Yenilen ilk golden önce, Gökhan'ın eksikliğini giderme konusunda ciddi bir hata yapıldı. İşte tam o dakikalarda rakibin tehlikeli bölgeye gelmemesi için faul yapılabilirdi ya da oyunu soğutma amaçlı başka şeyler, ama bunları hiç denemedi Fenerbahçeli futbolcular. Defans bölgesinde eksik olunca, golün gelmesi, ve tabii eksik kanadın olduğu yerden gelmesine şaşmamalı.

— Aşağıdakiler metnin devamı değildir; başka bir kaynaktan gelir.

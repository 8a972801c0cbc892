//! Error types for the gateway overlay

use serde::{Deserialize, Serialize};
use thiserror::Error;

use crate::protocol::GatewayRole;

/// Wire-level error codes carried by `error` events
#[derive(Debug, Clone, Copy, PartialEq, Eq, Serialize, Deserialize)]
pub enum GatewayErrorCode {
    #[serde(rename = "GATEWAY_001")]
    Unauthorized,
    #[serde(rename = "GATEWAY_002")]
    RegisterFailed,
    #[serde(rename = "GATEWAY_003")]
    GatewayNotFound,
    #[serde(rename = "GATEWAY_004")]
    TaskDispatchFailed,
    #[serde(rename = "GATEWAY_005")]
    HeartbeatTimeout,
    #[serde(rename = "GATEWAY_006")]
    ConnectionLost,
    #[serde(rename = "GATEWAY_007")]
    InvalidMessageType,
    #[serde(rename = "GATEWAY_008")]
    InvalidParams,
}

impl GatewayErrorCode {
    pub fn as_str(&self) -> &'static str {
        match self {
            Self::Unauthorized => "GATEWAY_001",
            Self::RegisterFailed => "GATEWAY_002",
            Self::GatewayNotFound => "GATEWAY_003",
            Self::TaskDispatchFailed => "GATEWAY_004",
            Self::HeartbeatTimeout => "GATEWAY_005",
            Self::ConnectionLost => "GATEWAY_006",
            Self::InvalidMessageType => "GATEWAY_007",
            Self::InvalidParams => "GATEWAY_008",
        }
    }
}

impl std::fmt::Display for GatewayErrorCode {
    fn fmt(&self, f: &mut std::fmt::Formatter<'_>) -> std::fmt::Result {
        f.write_str(self.as_str())
    }
}

/// Errors raised by the gateway runtime and its registries
#[derive(Debug, Error)]
pub enum GatewayError {
    /// Remote address is not on the allowlist
    #[error("Remote address {addr} is not allowed to register")]
    Unauthorized { addr: String },

    #[error("Registration failed: {message}")]
    RegistrationFailed { message: String },

    #[error("Gateway not found: {gateway_id}")]
    GatewayNotFound { gateway_id: String },

    #[error("Failed to dispatch task {task_id}: {message}")]
    TaskDispatchFailed { task_id: String, message: String },

    /// Reserved: nothing sweeps for missed heartbeats yet.
    #[error("Heartbeat timed out for gateway {gateway_id}")]
    HeartbeatTimeout { gateway_id: String },

    #[error("Connection lost: {message}")]
    ConnectionLost { message: String },

    #[error("Invalid message type: {message_type}")]
    InvalidMessageType { message_type: String },

    #[error("Invalid params: {}", errors.join("; "))]
    InvalidParams { errors: Vec<String> },

    #[error("Task already tracked: {task_id}")]
    DuplicateTask { task_id: String },

    #[error("Operation {operation} is not available for role {role}")]
    WrongRole {
        role: GatewayRole,
        operation: &'static str,
    },

    #[error("Role {0} is not supported by this runtime")]
    UnsupportedRole(GatewayRole),

    #[error("Invalid configuration: {0}")]
    Config(String),

    #[error("IO error: {0}")]
    Io(#[from] std::io::Error),

    #[error("Serialization error: {0}")]
    Serialization(#[from] serde_json::Error),
}

impl GatewayError {
    pub fn registration_failed(message: impl Into<String>) -> Self {
        Self::RegistrationFailed {
            message: message.into(),
        }
    }

    pub fn connection_lost(message: impl Into<String>) -> Self {
        Self::ConnectionLost {
            message: message.into(),
        }
    }

    pub fn gateway_not_found(gateway_id: impl Into<String>) -> Self {
        Self::GatewayNotFound {
            gateway_id: gateway_id.into(),
        }
    }

    pub fn dispatch_failed(task_id: impl Into<String>, message: impl Into<String>) -> Self {
        Self::TaskDispatchFailed {
            task_id: task_id.into(),
            message: message.into(),
        }
    }

    /// Map the error onto the wire code reported in `error` events
    pub fn code(&self) -> GatewayErrorCode {
        match self {
            Self::Unauthorized { .. } => GatewayErrorCode::Unauthorized,
            Self::RegistrationFailed { .. } => GatewayErrorCode::RegisterFailed,
            Self::GatewayNotFound { .. } => GatewayErrorCode::GatewayNotFound,
            Self::TaskDispatchFailed { .. } | Self::DuplicateTask { .. } => {
                GatewayErrorCode::TaskDispatchFailed
            }
            Self::HeartbeatTimeout { .. } => GatewayErrorCode::HeartbeatTimeout,
            Self::ConnectionLost { .. } | Self::Io(_) => GatewayErrorCode::ConnectionLost,
            Self::InvalidMessageType { .. } => GatewayErrorCode::InvalidMessageType,
            Self::InvalidParams { .. }
            | Self::Serialization(_)
            | Self::WrongRole { .. }
            | Self::UnsupportedRole(_)
            | Self::Config(_) => GatewayErrorCode::InvalidParams,
        }
    }
}

#[cfg(test)]
mod tests {
    use super::*;

    #[test]
    fn test_error_codes_serialize_as_wire_codes() {
        let json = serde_json::to_string(&GatewayErrorCode::GatewayNotFound).unwrap();
        assert_eq!(json, "\"GATEWAY_003\"");
        assert_eq!(GatewayErrorCode::InvalidParams.to_string(), "GATEWAY_008");
    }

    #[test]
    fn test_invalid_params_lists_every_error() {
        let err = GatewayError::InvalidParams {
            errors: vec!["missing taskId".to_string(), "missing payload".to_string()],
        };
        assert_eq!(err.to_string(), "Invalid params: missing taskId; missing payload");
        assert_eq!(err.code(), GatewayErrorCode::InvalidParams);
    }

    #[test]
    fn test_duplicate_task_reports_dispatch_failure_code() {
        let err = GatewayError::DuplicateTask {
            task_id: "t-1".to_string(),
        };
        assert_eq!(err.code(), GatewayErrorCode::TaskDispatchFailed);
    }
}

Skor 1-1 olduğunda Daum'dan bir hamle bekledik, fakat nafile. Oyun devam etti. Golden 5 dakika sonra, ikinci yarıda Twente'nin kaleyi bulan 2. şutunda yine Nkufo vardı (kaleyi bulan 2 şutun da gol olması da ne talihsizliktir). Serbest vuruştan gelen topu A.Santos uzaklaştıramadı, top Nkufo'nun önüne düştü ve o da affetmedi. 1-2.
Golden 1 dakika sonra o ana kadar sahada varlığı hissedilmeyen Alex bir aşırtma denedi, kaleye doğru yavaş giden topu Twente'li oyuncu dışarı attı. Gol olsa, bir şeyler değişir miydi? Belki. En azından kendi sahamızda 3 puanı yitirmezdik düşüncesi oluyor insanda.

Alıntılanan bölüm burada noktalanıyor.